Birth
Most of us spend a lot of time trying to “connect,” though it means different things to each of us. Connection feels essential, even desperate sometimes, because to be alive is to enter a never-ending cycle of separations.
Birth is the first, of course. And for fuck’s sake, I was lost in sensation then, well fed, often a bit anesthetized. Yes, I heard the crying, what I know now as crying; the screams occasionally, but I was safe within the soft container, pillowed and feathered and hydrated inside and across the surfaces and curves of my little self. Growth was just a natural thing, the walls widening to accommodate.
Then, later, sometime later, I had to get out, had to escape this place where oxygen had become scarce, and I became aware that my needs were causing her discomfort. That was the first time of a thousand times I would feel this.
What was the unknown, full knowing? I will rip through these walls if I have to, tear into her ambivalence. She doesn’t want me to leave; she doesn’t want me to stay. I only want to leave.
Then there is squeezing and prodding and light seeping in, pushed out through what I now know is her body, ejected through the narrow cavern between the land masses of her thighs. He was here before me. My brother came through this path before me. His cells accompany me. And now I am leaving him forever. He will not be waiting for me. They won’t let him stay.

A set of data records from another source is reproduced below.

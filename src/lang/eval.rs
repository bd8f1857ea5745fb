//! Resumable evaluator.
//!
//! Evaluation state lives in an explicit stack of frames rather than on the Rust call stack,
//! so an execution can be suspended at any statement boundary and resumed later. A frame
//! is resumed with the outcome of the child it last pushed (if any) and answers with a
//! `Flow`: push another child, finish with an outcome, or hand control back to the
//! scheduler (`Yield` to let siblings run, `Wait` when blocked on a frame boundary or a
//! native task).

use std::cell::Cell;
use std::collections::VecDeque;
use std::mem;
use std::rc::Rc;

use crate::lang::ast::{BinaryOp, NodeKind, NodeRef};
use crate::lang::error::{Error, Result};
use crate::lang::functions::Context;
use crate::lang::object::{Class, Function};
use crate::lang::scope::{ScopeKind, ScopeRef, UpdateTarget};

pub mod arith;
mod call;
pub mod value;

use call::{Construct, Invoke, NativeFrame};
use value::Constant;

/// Frames deeper than this abort the execution
const MAX_DEPTH: usize = 10_000;

#[derive(Debug, Clone, PartialEq)]
pub enum Action {
    Return(Constant),
    Break,
    Continue,
}

/// What a finished frame hands to its parent
#[derive(Debug, Clone, PartialEq)]
pub enum Outcome {
    Value(Constant),
    Action(Action),
}

#[derive(Debug, Clone, PartialEq)]
pub enum Status {
    /// Reached a suspension point, more work remains
    Suspended,
    /// Blocked until a frame ends or a native task completes
    Waiting,
    Finished(Constant),
}

pub(crate) enum Flow {
    Push(Frame),
    Done(Outcome),
    Yield,
    Wait,
}

fn done(value: Constant) -> Flow {
    Flow::Done(Outcome::Value(value))
}

fn expect(incoming: Option<Outcome>) -> Result<Outcome> {
    incoming.ok_or_else(|| Error::runtime("Evaluation resumed without a result"))
}

/// Unwrap the value of an expression child
fn value(incoming: Option<Outcome>) -> Result<Constant> {
    match expect(incoming)? {
        Outcome::Value(v) => Ok(v),
        Outcome::Action(_) => Err(Error::runtime("Control flow statement used as a value")),
    }
}

fn loop_escape() -> Error {
    Error::runtime("'break' or 'continue' outside of a loop")
}

/// Scope a call of `func`, found in `found`, runs under
pub(crate) fn call_parent(func: &Function, found: &ScopeRef) -> ScopeRef {
    func.home.clone().unwrap_or_else(|| found.clone())
}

Out, I am out. Then, the stranger’s fingers. The alien digits touching me all over. The white coat in a white room, those white, hairy fingers. I am not able to stop them. The first of so many times. Grabbing and pinching, trying to separate me from the cocoon in which I have always known myself, in which love for myself is just a sweet deep rhythm. Fingers that explain to me that I am dependent on them, rough or gentle. I understand the message immediately and deeply; I am not free. Birth … the first separation from self.
***
And another thing. I watch this woman who gave birth to me come to the close of the life into which she had been birthed. I am aware of some of her separations – from her father and then her mother, from Henry, from my father, from her firstborn, from Peter and Julius. From others, I don’t recall or never was told. I stand with her as she stares blankly into the living room, by this time cruelly named, and I feel the weight of what is behind her against the flimsiness of the present and the weak argument for possibility. I feel in my own body her return to the original connections, and the consequent separation from me. I feel her disappear from me into the vastness of her before. In this moment, though she stays a little longer, a daily apparition, she has already left for parts once known.



Appreciating the way you bring the reader close-in. The line "To be alive is to enter a never-ending cycle of separations" ...ahhhh...that really landed in me. Love the imagery " safe within the soft container, pillowed and feathered and hydrated ..." and the soft yellow image that accompanies the writing. Thank you, Suzi Tucker.
I love so much in here... one thing i can name is how you navigate (negotiate) time in this piece, and in many pieces, come to think of it. The safety of time being linear feels to me suspended, and I feel free to explore ... something else.